__Exercise brief__
From the records below, take each line where the string "AreaType" shows up and copy it.

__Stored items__
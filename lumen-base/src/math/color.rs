//! Color data types. This module is private but reexported by its parent.

use core::fmt;
use core::ops::Mul;

use euclid::Vector3D;

/// Allows writing a constant [`Rgba`] color value, provided that its components are float
/// literals.
#[macro_export]
macro_rules! rgba_const {
    ($r:literal, $g:literal, $b:literal, $a:literal) => {
        // const block ensures all panics are compile-time
        const { $crate::math::Rgba::new($r, $g, $b, $a) }
    };
}

/// Unit-of-measure type for vectors that contain color channels.
#[expect(clippy::exhaustive_enums)]
#[derive(Debug, Eq, PartialEq)]
pub enum Intensity {}

/// One spherical-harmonics coefficient of an irradiance function: a weight for each of
/// the red, green, and blue channels.
pub type ShCoefficient = Vector3D<f32, Intensity>;

/// A floating-point RGBA color value, as used for light colors.
///
/// * Components are linear (gamma = 1), but use the same RGB primaries as sRGB
///   (Rec. 709).
/// * No component may be NaN. Color components may exceed 1 to express intensity.
/// * The alpha is not premultiplied. Lights do not use it, but it is carried through to
///   shaders unchanged.
#[derive(Clone, Copy, PartialEq)]
pub struct Rgba {
    r: f32,
    g: f32,
    b: f32,
    a: f32,
}

impl Rgba {
    /// Transparent black (all components zero).
    pub const TRANSPARENT: Self = Self::new(0.0, 0.0, 0.0, 0.0);
    /// Black.
    pub const BLACK: Self = Self::new(0.0, 0.0, 0.0, 1.0);
    /// White; the default color of lights.
    pub const WHITE: Self = Self::new(1.0, 1.0, 1.0, 1.0);

    /// Constructs a color from components.
    ///
    /// Panics if any component is NaN.
    #[inline]
    #[track_caller]
    pub const fn new(r: f32, g: f32, b: f32, a: f32) -> Self {
        if r.is_nan() || g.is_nan() || b.is_nan() || a.is_nan() {
            panic!("color components may not be NaN");
        }
        Self { r, g, b, a }
    }

    /// Returns the red component.
    #[inline]
    pub const fn red(self) -> f32 {
        self.r
    }
    /// Returns the green component.
    #[inline]
    pub const fn green(self) -> f32 {
        self.g
    }
    /// Returns the blue component.
    #[inline]
    pub const fn blue(self) -> f32 {
        self.b
    }
    /// Returns the alpha component.
    #[inline]
    pub const fn alpha(self) -> f32 {
        self.a
    }

    /// Returns the components in the order red, green, blue, alpha.
    #[inline]
    pub const fn to_array(self) -> [f32; 4] {
        [self.r, self.g, self.b, self.a]
    }
}

impl Default for Rgba {
    #[inline]
    fn default() -> Self {
        Self::WHITE
    }
}

/// Scales the color components, leaving alpha unchanged.
///
/// Panics if the result would contain NaN.
impl Mul<f32> for Rgba {
    type Output = Self;
    #[inline]
    fn mul(self, scalar: f32) -> Self {
        Self::new(self.r * scalar, self.g * scalar, self.b * scalar, self.a)
    }
}

impl fmt::Debug for Rgba {
    fn fmt(&self, f: &mut fmt::Formatter<'_>) -> fmt::Result {
        write!(
            f,
            "Rgba({:?}, {:?}, {:?}, {:?})",
            self.r, self.g, self.b, self.a
        )
    }
}

impl From<[f32; 4]> for Rgba {
    #[inline]
    fn from([r, g, b, a]: [f32; 4]) -> Self {
        Self::new(r, g, b, a)
    }
}
use alloc::sync::Arc;
use alloc::vec::Vec;
use core::slice;

use ordered_float::OrderedFloat;

use crate::light::Light;
use crate::scene::Spatial;

/// An ordered list of lights.
///
/// Used both for the lights that may affect an object (its world light list) and for
/// the subset of those a filter decides actually do. Order matters: shaders consume
/// lights in list order, and blending strategies assume a world light list is sorted
/// nearest first.
#[derive(Clone, Debug, Default)]
pub struct LightList {
    lights: Vec<Arc<Light>>,
}

impl LightList {
    /// Constructs an empty list.
    #[inline]
    pub const fn new() -> Self {
        Self { lights: Vec::new() }
    }

    /// Appends a light.
    #[inline]
    pub fn push(&mut self, light: Arc<Light>) {
        self.lights.push(light);
    }

    /// Returns the light at `index`, if there is one.
    #[inline]
    pub fn get(&self, index: usize) -> Option<&Arc<Light>> {
        self.lights.get(index)
    }

    /// Returns the number of lights.
    #[inline]
    pub fn len(&self) -> usize {
        self.lights.len()
    }

    /// Returns whether the list is empty.
    #[inline]
    pub fn is_empty(&self) -> bool {
        self.lights.is_empty()
    }

    /// Removes all lights, keeping the allocation.
    #[inline]
    pub fn clear(&mut self) {
        self.lights.clear();
    }

    /// Iterates over the lights in order.
    #[inline]
    pub fn iter(&self) -> slice::Iter<'_, Arc<Light>> {
        self.lights.iter()
    }

    /// Returns the lights as a slice.
    #[inline]
    pub fn as_slice(&self) -> &[Arc<Light>] {
        &self.lights
    }

    /// Sorts the lights by [`Light::distance_key()`] relative to `owner`, nearest first.
    ///
    /// The sort is stable, so lights without a position keep their relative order at the
    /// front of the list.
    #[inline]
    pub fn sort_by_distance(&mut self, owner: &dyn Spatial) {
        self.lights
            .sort_by_cached_key(|light| OrderedFloat(light.distance_key(owner)));
    }
}

impl<'a> IntoIterator for &'a LightList {
    type Item = &'a Arc<Light>;
    type IntoIter = slice::Iter<'a, Arc<Light>>;
    #[inline]
    fn into_iter(self) -> Self::IntoIter {
        self.lights.iter()
    }
}

impl Extend<Arc<Light>> for LightList {
    #[inline]
    fn extend<T: IntoIterator<Item = Arc<Light>>>(&mut self, iter: T) {
        self.lights.extend(iter);
    }
}

impl FromIterator<Arc<Light>> for LightList {
    #[inline]
    fn from_iter<T: IntoIterator<Item = Arc<Light>>>(iter: T) -> Self {
        Self {
            lights: iter.into_iter().collect(),
        }
    }
}
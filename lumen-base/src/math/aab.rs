use core::fmt;

use euclid::{Point3D, Vector3D};

use crate::math::{Coordinate, Plane, WorldPoint, WorldVector};

/// Axis-Aligned Box data type, used as the world bound of renderable objects.
///
/// The boundary is considered part of the box for all intersection tests.
#[derive(Copy, Clone, PartialEq)]
pub struct Aab {
    // TODO: Consider what to do about equality-but-not-equivalence of negative zero.
    lower_bounds: WorldPoint,
    upper_bounds: WorldPoint,
}

impl Aab {
    /// Constructs an [`Aab`] from individual coordinates.
    #[inline]
    #[track_caller]
    pub fn new(
        lx: Coordinate,
        hx: Coordinate,
        ly: Coordinate,
        hy: Coordinate,
        lz: Coordinate,
        hz: Coordinate,
    ) -> Self {
        Self::from_lower_upper(Point3D::new(lx, ly, lz), Point3D::new(hx, hy, hz))
    }

    /// Constructs an [`Aab`] from most-negative and most-positive corner points.
    ///
    /// Panics if the points are not in the proper order or if they are NaN.
    #[inline]
    #[track_caller]
    pub fn from_lower_upper(
        lower_bounds: impl Into<WorldPoint>,
        upper_bounds: impl Into<WorldPoint>,
    ) -> Self {
        let lower_bounds = lower_bounds.into();
        let upper_bounds = upper_bounds.into();
        match Self::checked_from_lower_upper(lower_bounds, upper_bounds) {
            Some(aab) => aab,
            None => panic!(
                "invalid AAB points that are misordered or NaN: \
                lower {lower_bounds:?} upper {upper_bounds:?}"
            ),
        }
    }

    /// Constructs an [`Aab`] from its center and its half-size on each axis.
    ///
    /// Panics if any extent is negative or NaN.
    ///
    /// ```
    /// # extern crate lumen_base as lumen;
    /// use lumen::math::{Aab, WorldPoint, WorldVector};
    ///
    /// let aab = Aab::from_center_extents(WorldPoint::new(1., 2., 3.), WorldVector::new(1., 1., 2.));
    /// assert_eq!(aab, Aab::new(0., 2., 1., 3., 1., 5.));
    /// ```
    #[inline]
    #[track_caller]
    pub fn from_center_extents(center: WorldPoint, extents: WorldVector) -> Self {
        Self::from_lower_upper(center - extents, center + extents)
    }

    /// Constructs an [`Aab`] from most-negative and most-positive corner points.
    ///
    /// Returns [`None`] if the points are not in the proper order or if they are NaN.
    pub fn checked_from_lower_upper(
        lower_bounds: WorldPoint,
        upper_bounds: WorldPoint,
    ) -> Option<Self> {
        if lower_bounds.x <= upper_bounds.x
            && lower_bounds.y <= upper_bounds.y
            && lower_bounds.z <= upper_bounds.z
        {
            Some(Self {
                lower_bounds,
                upper_bounds,
            })
        } else {
            None
        }
    }

    /// The most negative corner of the box.
    #[inline]
    pub const fn lower_bounds(&self) -> WorldPoint {
        self.lower_bounds
    }

    /// The most positive corner of the box.
    #[inline]
    pub const fn upper_bounds(&self) -> WorldPoint {
        self.upper_bounds
    }

    /// The center of the enclosed volume.
    ///
    /// ```
    /// # extern crate lumen_base as lumen;
    /// use lumen::math::{Aab, WorldPoint};
    ///
    /// let aab = Aab::new(1.0, 2.0, 3.0, 4.0, 5.0, 6.0);
    /// assert_eq!(aab.center(), WorldPoint::new(1.5, 3.5, 5.5));
    /// ```
    #[inline]
    pub fn center(&self) -> WorldPoint {
        (self.lower_bounds + self.upper_bounds.to_vector()) * 0.5
    }

    /// Half of the size of the box on each axis.
    #[inline]
    pub fn extents(&self) -> WorldVector {
        (self.upper_bounds - self.lower_bounds) * 0.5
    }

    /// Returns whether the sphere with the given center and radius touches this box.
    ///
    /// This is Arvo's test: the squared distances by which the center lies outside the
    /// box on each axis are subtracted from the squared radius, and what remains must be
    /// strictly positive. Consequently, a sphere of radius zero never intersects,
    /// even when its center is inside the box.
    #[inline]
    pub fn intersects_sphere(&self, center: WorldPoint, radius: Coordinate) -> bool {
        let mut remaining = radius * radius;
        for (c, min, max) in [
            (center.x, self.lower_bounds.x, self.upper_bounds.x),
            (center.y, self.lower_bounds.y, self.upper_bounds.y),
            (center.z, self.lower_bounds.z, self.upper_bounds.z),
        ] {
            if c < min {
                remaining -= (c - min) * (c - min);
            } else if c > max {
                remaining -= (c - max) * (c - max);
            }
        }
        remaining > 0.0
    }

    /// Returns the point within the box that is closest to `point`.
    #[inline]
    pub fn closest_point(&self, point: WorldPoint) -> WorldPoint {
        point.clamp(self.lower_bounds, self.upper_bounds)
    }

    /// Squared distance from `point` to the nearest point of the box, or zero if the
    /// box contains the point.
    #[inline]
    pub fn distance_squared_to(&self, point: WorldPoint) -> Coordinate {
        (self.closest_point(point) - point).square_length()
    }

    /// The six planes bounding this box, with normals facing into it, in the order
    /// −Z, +Z, −Y, +Y, −X, +X (by the face each plane lies on, read as “max Z” first).
    ///
    /// A point is inside the box exactly when its [`Plane::pseudo_distance()`] is
    /// nonnegative for all six.
    pub fn inward_planes(&self) -> [Plane; 6] {
        let l = self.lower_bounds;
        let u = self.upper_bounds;
        [
            Plane::new(Vector3D::new(0., 0., -1.), -u.z),
            Plane::new(Vector3D::new(0., 0., 1.), l.z),
            Plane::new(Vector3D::new(0., -1., 0.), -u.y),
            Plane::new(Vector3D::new(0., 1., 0.), l.y),
            Plane::new(Vector3D::new(-1., 0., 0.), -u.x),
            Plane::new(Vector3D::new(1., 0., 0.), l.x),
        ]
    }
}

impl fmt::Debug for Aab {
    fn fmt(&self, f: &mut fmt::Formatter<'_>) -> fmt::Result {
        let Aab {
            lower_bounds: l,
            upper_bounds: u,
        } = *self;
        f.debug_tuple("Aab")
            .field(&(l.x..=u.x))
            .field(&(l.y..=u.y))
            .field(&(l.z..=u.z))
            .finish()
    }
}

/// [`Aab`] rejects NaN values, so it can implement [`Eq`]
/// even though it contains floats.
impl Eq for Aab {}
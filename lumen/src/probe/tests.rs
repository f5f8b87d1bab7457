use core::f32::consts::FRAC_PI_2;

use euclid::{Angle, point3, vec3};
use pretty_assertions::assert_eq;
use rand::{Rng as _, SeedableRng as _};
use rand_xoshiro::Xoshiro256Plus;

use super::*;
use crate::light::LightProbe;

fn unit_camera() -> Camera {
    Camera::orthographic(Aab::new(-1., 1., -1., 1., -1., 1.))
}

struct BoxParameters {
    center: WorldPoint,
    extents: WorldVector,
    rotation: WorldRotation,
}

fn random_parameters(rng: &mut Xoshiro256Plus) -> BoxParameters {
    let mut r = |range: core::ops::Range<f32>| rng.random_range(range);
    BoxParameters {
        center: point3(r(-20.0..20.0), r(-20.0..20.0), r(-20.0..20.0)),
        extents: vec3(r(0.1..8.0), r(0.1..8.0), r(0.1..8.0)),
        rotation: WorldRotation::around_y(Angle::radians(r(-3.0..3.0)))
            .then(&WorldRotation::around_z(Angle::radians(r(-3.0..3.0)))),
    }
}

fn random_aab(rng: &mut Xoshiro256Plus) -> Aab {
    let mut r = |range: core::ops::Range<f32>| rng.random_range(range);
    Aab::from_center_extents(
        point3(r(-30.0..30.0), r(-30.0..30.0), r(-30.0..30.0)),
        vec3(r(0.0..10.0), r(0.0..10.0), r(0.0..10.0)),
    )
}

#[test]
fn oriented_box_setters_match_construction() {
    let mut rng = Xoshiro256Plus::seed_from_u64(1380217358271006134);
    let scratch = &mut Scratch::default();
    for _ in 0..50 {
        let before = random_parameters(&mut rng);
        let after = random_parameters(&mut rng);

        let fresh = OrientedBoxVolume::new(after.center, after.extents, after.rotation).unwrap();
        let mut updated =
            OrientedBoxVolume::new(before.center, before.extents, before.rotation).unwrap();
        updated.set_center(after.center);
        updated.set_extents(after.extents).unwrap();
        updated.set_rotation(after.rotation);

        assert_eq!(fresh.uniform_matrix(), updated.uniform_matrix());
        let fresh = InfluenceVolume::from(fresh);
        let updated = InfluenceVolume::from(updated);

        for _ in 0..20 {
            let aab = random_aab(&mut rng);
            let sphere = Sphere::new(aab.center(), aab.extents().x);
            let camera = Camera::orthographic(aab);
            assert_eq!(
                fresh.intersects_box(&aab, scratch),
                updated.intersects_box(&aab, scratch)
            );
            assert_eq!(
                fresh.intersects_sphere(&sphere, scratch),
                updated.intersects_sphere(&sphere, scratch)
            );
            assert_eq!(
                fresh.intersects_frustum(&camera, scratch),
                updated.intersects_frustum(&camera, scratch)
            );
        }
    }
}

#[test]
fn sphere_volume_predicates() {
    let volume = InfluenceVolume::from(SphereVolume::new(point3(0., 0., 0.), 2.0).unwrap());
    let scratch = &mut Scratch::default();
    assert!(volume.intersects_box(&Aab::new(1., 3., -1., 1., -1., 1.), scratch));
    assert!(!volume.intersects_box(&Aab::new(2., 3., -1., 1., -1., 1.), scratch));
    assert!(volume.intersects_sphere(&Sphere::new(point3(3., 0., 0.), 1.0), scratch));
    assert!(!volume.intersects_sphere(&Sphere::new(point3(3.5, 0., 0.), 1.0), scratch));

    let camera = unit_camera();
    let mut far = volume.clone();
    far.set_center(point3(4., 0., 0.));
    assert!(!far.intersects_frustum(&camera, scratch));
    far.set_radius(3.5).unwrap();
    assert!(far.intersects_frustum(&camera, scratch));
}

#[test]
fn oriented_box_sphere() {
    let scratch = &mut Scratch::default();
    let mut volume = InfluenceVolume::from(
        OrientedBoxVolume::new(point3(0., 0., 0.), vec3(2., 1., 1.), WorldRotation::identity())
            .unwrap(),
    );
    let beside_x = Sphere::new(point3(3., 0., 0.), 1.0);
    let above = Sphere::new(point3(0., 2.5, 0.), 1.0);
    assert!(volume.intersects_sphere(&beside_x, scratch));
    assert!(!volume.intersects_sphere(&above, scratch));

    let InfluenceVolume::OrientedBox(obb) = &mut volume else {
        unreachable!()
    };
    obb.set_rotation(WorldRotation::around_z(Angle::radians(FRAC_PI_2)));
    assert!(volume.intersects_sphere(&above, scratch));
    assert!(!volume.intersects_sphere(&beside_x, scratch));
}

#[test]
fn oriented_box_box_and_frustum() {
    let scratch = &mut Scratch::default();
    let volume = InfluenceVolume::from(
        OrientedBoxVolume::new(point3(0., 0., 0.), vec3(2., 1., 1.), WorldRotation::identity())
            .unwrap(),
    );
    assert!(volume.intersects_box(&Aab::new(1.5, 4., -1., 1., -1., 1.), scratch));
    assert!(!volume.intersects_box(&Aab::new(3., 4., -1., 1., -1., 1.), scratch));

    let camera = unit_camera();
    let wide =
        OrientedBoxVolume::new(point3(3., 0., 0.), vec3(2.5, 1., 1.), WorldRotation::identity())
            .unwrap();
    let narrow =
        OrientedBoxVolume::new(point3(3., 0., 0.), vec3(1.5, 1., 1.), WorldRotation::identity())
            .unwrap();
    assert!(InfluenceVolume::from(wide).intersects_frustum(&camera, scratch));
    assert!(!InfluenceVolume::from(narrow).intersects_frustum(&camera, scratch));
}

#[test]
fn bound_dispatch() {
    let scratch = &mut Scratch::default();
    let volume = InfluenceVolume::from(SphereVolume::new(point3(0., 0., 0.), 1.0).unwrap());
    assert!(volume.intersects_bound(&Bound::Box(Aab::new(0., 2., 0., 2., 0., 2.)), scratch));
    assert!(!volume.intersects_bound(&Bound::Box(Aab::new(5., 6., 0., 2., 0., 2.)), scratch));
    assert!(volume.intersects_bound(&Sphere::new(point3(0., 1.5, 0.), 1.0).into(), scratch));
    assert!(!volume.intersects_bound(&Sphere::new(point3(0., 2.5, 0.), 1.0).into(), scratch));
}

#[test]
fn extent_errors_leave_volume_unchanged() {
    let mut obb =
        OrientedBoxVolume::new(point3(0., 0., 0.), vec3(1., 2., 3.), WorldRotation::identity())
            .unwrap();
    let before = obb.clone();
    assert_eq!(
        obb.set_extents(vec3(1., -2., 3.)),
        Err(LightParameterError::NegativeExtent(-2.0))
    );
    assert_eq!(obb, before);
    assert_eq!(obb.radius(), 3.0);

    let mut volume = InfluenceVolume::from(SphereVolume::new(point3(0., 0., 0.), 1.0).unwrap());
    assert_eq!(
        volume.set_radius(-1.0),
        Err(LightParameterError::NegativeExtent(-1.0))
    );
    assert_eq!(volume.radius(), 1.0);
    let nan_extents = vec3(f32::NAN, 1., 1.);
    assert!(
        OrientedBoxVolume::new(point3(0., 0., 0.), nan_extents, WorldRotation::identity()).is_err()
    );
}

#[test]
fn oriented_box_uniform_matrix() {
    let obb =
        OrientedBoxVolume::new(point3(5., 6., 7.), vec3(2., 3., 4.), WorldRotation::identity())
            .unwrap();
    assert_eq!(
        obb.uniform_matrix().to_rows_array(),
        [
            [1., 0., 0., 5.],
            [0., 1., 0., 6.],
            [0., 0., 1., 7.],
            [2., 3., 4., 1.],
        ]
    );
}

#[test]
fn sphere_uniform_matrix() {
    let mut sphere = SphereVolume::new(point3(1., 2., 3.), 10.0).unwrap();
    assert_eq!(
        sphere.uniform_matrix().to_rows_array(),
        [
            [1., 0., 0., 1.],
            [0., 1., 0., 2.],
            [0., 0., 1., 3.],
            [10., 10., 10., 1.],
        ]
    );

    sphere.set_radius(2.5).unwrap();
    sphere.set_center(point3(0., 0., -1.));
    assert_eq!(
        sphere.uniform_matrix().to_rows_array(),
        [
            [1., 0., 0., 0.],
            [0., 1., 0., 0.],
            [0., 0., 1., -1.],
            [2.5, 2.5, 2.5, 1.],
        ]
    );

    // a rejected radius leaves the matrix alone
    assert!(sphere.set_radius(-1.0).is_err());
    assert_eq!(sphere.uniform_matrix().scaled_axis(0), vec3(2.5, 0., 0.));
}

#[test]
fn probe_uniform_matrix_packs_mip_count_and_radius() {
    let mut probe = LightProbe::new(
        point3(1., 2., 3.),
        SphereVolume::new(point3(0., 0., 0.), 4.0).unwrap().into(),
    );
    probe.load_environment(crate::light::EnvironmentData::new(Some(vec![]), None, 5));
    let matrix = probe.uniform_matrix();
    assert_eq!(matrix.packed_scalar(), 5.25);
    assert_eq!(
        [matrix.get(0, 3), matrix.get(1, 3), matrix.get(2, 3)],
        [1., 2., 3.]
    );
}

#[test]
fn probe_area_type_keeps_center_and_radius() {
    let mut probe = LightProbe::new(
        point3(1., 2., 3.),
        SphereVolume::new(point3(0., 0., 0.), 4.0).unwrap().into(),
    );
    assert_eq!(probe.area_type(), AreaType::Spherical);
    assert_eq!(probe.volume().center(), point3(1., 2., 3.));

    probe.set_area_type(AreaType::OrientedBox).unwrap();
    assert_eq!(probe.area_type(), AreaType::OrientedBox);
    let InfluenceVolume::OrientedBox(obb) = probe.volume() else {
        panic!("expected oriented box, got {:?}", probe.volume());
    };
    assert_eq!(obb.center(), point3(1., 2., 3.));
    assert_eq!(obb.extents(), vec3(4., 4., 4.));

    let unchanged = probe.volume().clone();
    probe.set_area_type(AreaType::OrientedBox).unwrap();
    assert_eq!(probe.volume(), &unchanged);

    probe.set_position(point3(0., 0., 0.));
    assert_eq!(probe.volume().center(), point3(0., 0., 0.));
}

#[test]
fn sphere_volume_debug() {
    let volume = SphereVolume::new(point3(1., 0., -1.), 2.0).unwrap();
    assert_eq!(
        format!("{volume:?}"),
        "SphereVolume { center: (+1.000, +0.000, -1.000), radius: 2.0 }"
    );
}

__Exercise result__
    assert_eq!(probe.area_type(), AreaType::Spherical);
    probe.set_area_type(AreaType::OrientedBox).unwrap();
    assert_eq!(probe.area_type(), AreaType::OrientedBox);
    probe.set_area_type(AreaType::OrientedBox).unwrap();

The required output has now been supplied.